** Opening Provided data block **
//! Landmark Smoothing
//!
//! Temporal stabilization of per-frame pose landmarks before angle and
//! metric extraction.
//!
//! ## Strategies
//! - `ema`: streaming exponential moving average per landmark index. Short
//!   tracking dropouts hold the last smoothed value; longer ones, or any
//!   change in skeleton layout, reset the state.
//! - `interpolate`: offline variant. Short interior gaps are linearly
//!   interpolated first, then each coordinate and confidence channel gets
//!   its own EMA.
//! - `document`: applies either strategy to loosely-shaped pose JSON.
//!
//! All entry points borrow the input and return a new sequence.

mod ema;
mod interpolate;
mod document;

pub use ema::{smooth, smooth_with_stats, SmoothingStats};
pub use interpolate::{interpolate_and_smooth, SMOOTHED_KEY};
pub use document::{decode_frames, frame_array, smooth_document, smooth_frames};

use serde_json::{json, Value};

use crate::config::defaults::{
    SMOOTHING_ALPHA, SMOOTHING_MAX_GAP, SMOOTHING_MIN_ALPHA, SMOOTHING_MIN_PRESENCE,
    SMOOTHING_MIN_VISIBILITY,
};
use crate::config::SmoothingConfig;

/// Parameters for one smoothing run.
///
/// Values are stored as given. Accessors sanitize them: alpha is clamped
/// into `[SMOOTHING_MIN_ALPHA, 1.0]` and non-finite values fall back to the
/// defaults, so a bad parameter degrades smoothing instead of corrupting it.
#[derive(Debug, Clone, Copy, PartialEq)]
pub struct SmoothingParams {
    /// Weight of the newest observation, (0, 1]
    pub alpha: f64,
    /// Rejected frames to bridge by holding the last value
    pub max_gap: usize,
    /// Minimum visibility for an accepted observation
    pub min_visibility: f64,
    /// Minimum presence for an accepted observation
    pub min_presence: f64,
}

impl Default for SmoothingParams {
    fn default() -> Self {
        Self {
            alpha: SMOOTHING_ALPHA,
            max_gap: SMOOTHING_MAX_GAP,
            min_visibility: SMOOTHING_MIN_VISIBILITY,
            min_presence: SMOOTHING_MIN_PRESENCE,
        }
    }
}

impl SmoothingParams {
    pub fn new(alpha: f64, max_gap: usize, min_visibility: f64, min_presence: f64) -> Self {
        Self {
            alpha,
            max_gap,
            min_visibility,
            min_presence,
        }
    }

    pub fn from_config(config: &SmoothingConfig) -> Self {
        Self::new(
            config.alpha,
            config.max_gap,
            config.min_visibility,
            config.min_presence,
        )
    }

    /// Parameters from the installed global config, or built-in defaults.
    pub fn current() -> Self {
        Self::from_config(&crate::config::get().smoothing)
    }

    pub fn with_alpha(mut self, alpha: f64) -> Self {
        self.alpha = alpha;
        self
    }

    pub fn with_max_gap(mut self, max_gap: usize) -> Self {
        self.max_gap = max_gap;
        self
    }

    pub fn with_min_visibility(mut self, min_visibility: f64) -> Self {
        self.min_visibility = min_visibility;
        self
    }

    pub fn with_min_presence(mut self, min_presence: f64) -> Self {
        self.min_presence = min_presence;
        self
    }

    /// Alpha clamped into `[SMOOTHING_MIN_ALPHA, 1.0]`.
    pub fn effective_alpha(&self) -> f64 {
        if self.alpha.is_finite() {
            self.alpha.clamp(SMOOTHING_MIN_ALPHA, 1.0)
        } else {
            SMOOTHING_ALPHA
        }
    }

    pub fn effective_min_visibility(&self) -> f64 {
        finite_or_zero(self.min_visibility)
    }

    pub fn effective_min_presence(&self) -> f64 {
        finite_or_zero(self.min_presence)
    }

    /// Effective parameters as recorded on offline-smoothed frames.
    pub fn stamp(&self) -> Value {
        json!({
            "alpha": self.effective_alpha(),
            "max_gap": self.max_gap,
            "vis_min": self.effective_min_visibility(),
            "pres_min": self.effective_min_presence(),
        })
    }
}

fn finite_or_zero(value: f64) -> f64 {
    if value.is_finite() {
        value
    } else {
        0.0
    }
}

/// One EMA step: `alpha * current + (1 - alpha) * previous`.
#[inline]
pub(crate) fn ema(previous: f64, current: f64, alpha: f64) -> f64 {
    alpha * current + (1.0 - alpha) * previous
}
** Closing Provided data block **
- _Activity_
Restate each line above word for word.

- _Solved problem_
//! Landmark Smoothing
//!
//! Temporal stabilization of per-frame pose landmarks before angle and
//! metric extraction.
//!
//! ## Strategies
//! - `ema`: streaming exponential moving average per landmark index. Short
//!   tracking dropouts hold the last smoothed value; longer ones, or any
//!   change in skeleton layout, reset the state.
//! - `interpolate`: offline variant. Short interior gaps are linearly
//!   interpolated first, then each coordinate and confidence channel gets
//!   its own EMA.
//! - `document`: applies either strategy to loosely-shaped pose JSON.
//!
//! All entry points borrow the input and return a new sequence.

mod ema;
mod interpolate;
mod document;

pub use ema::{smooth, smooth_with_stats, SmoothingStats};
pub use interpolate::{interpolate_and_smooth, SMOOTHED_KEY};
pub use document::{decode_frames, frame_array, smooth_document, smooth_frames};

use serde_json::{json, Value};

use crate::config::defaults::{
    SMOOTHING_ALPHA, SMOOTHING_MAX_GAP, SMOOTHING_MIN_ALPHA, SMOOTHING_MIN_PRESENCE,
    SMOOTHING_MIN_VISIBILITY,
};
use crate::config::SmoothingConfig;

/// Parameters for one smoothing run.
///
/// Values are stored as given. Accessors sanitize them: alpha is clamped
/// into `[SMOOTHING_MIN_ALPHA, 1.0]` and non-finite values fall back to the
/// defaults, so a bad parameter degrades smoothing instead of corrupting it.
#[derive(Debug, Clone, Copy, PartialEq)]
pub struct SmoothingParams {
    /// Weight of the newest observation, (0, 1]
    pub alpha: f64,
    /// Rejected frames to bridge by holding the last value
    pub max_gap: usize,
    /// Minimum visibility for an accepted observation
    pub min_visibility: f64,
    /// Minimum presence for an accepted observation
    pub min_presence: f64,
}

impl Default for SmoothingParams {
    fn default() -> Self {
        Self {
            alpha: SMOOTHING_ALPHA,
            max_gap: SMOOTHING_MAX_GAP,
            min_visibility: SMOOTHING_MIN_VISIBILITY,
            min_presence: SMOOTHING_MIN_PRESENCE,
        }
    }
}

impl SmoothingParams {
    pub fn new(alpha: f64, max_gap: usize, min_visibility: f64, min_presence: f64) -> Self {
        Self {
            alpha,
            max_gap,
            min_visibility,
            min_presence,
        }
    }

    pub fn from_config(config: &SmoothingConfig) -> Self {
        Self::new(
            config.alpha,
            config.max_gap,
            config.min_visibility,
            config.min_presence,
        )
    }

    /// Parameters from the installed global config, or built-in defaults.
    pub fn current() -> Self {
        Self::from_config(&crate::config::get().smoothing)
    }

    pub fn with_alpha(mut self, alpha: f64) -> Self {
        self.alpha = alpha;
        self
    }

    pub fn with_max_gap(mut self, max_gap: usize) -> Self {
        self.max_gap = max_gap;
        self
    }

    pub fn with_min_visibility(mut self, min_visibility: f64) -> Self {
        self.min_visibility = min_visibility;
        self
    }

    pub fn with_min_presence(mut self, min_presence: f64) -> Self {
        self.min_presence = min_presence;
        self
    }

    /// Alpha clamped into `[SMOOTHING_MIN_ALPHA, 1.0]`.
    pub fn effective_alpha(&self) -> f64 {
        if self.alpha.is_finite() {
            self.alpha.clamp(SMOOTHING_MIN_ALPHA, 1.0)
        } else {
            SMOOTHING_ALPHA
        }
    }

    pub fn effective_min_visibility(&self) -> f64 {
        finite_or_zero(self.min_visibility)
    }

    pub fn effective_min_presence(&self) -> f64 {
        finite_or_zero(self.min_presence)
    }

    /// Effective parameters as recorded on offline-smoothed frames.
    pub fn stamp(&self) -> Value {
        json!({
            "alpha": self.effective_alpha(),
            "max_gap": self.max_gap,
            "vis_min": self.effective_min_visibility(),
            "pres_min": self.effective_min_presence(),
        })
    }
}

fn finite_or_zero(value: f64) -> f64 {
    if value.is_finite() {
        value
    } else {
        0.0
    }
}

/// One EMA step: `alpha * current + (1 - alpha) * previous`.
#[inline]
pub(crate) fn ema(previous: f64, current: f64, alpha: f64) -> f64 {
    alpha * current + (1.0 - alpha) * previous
}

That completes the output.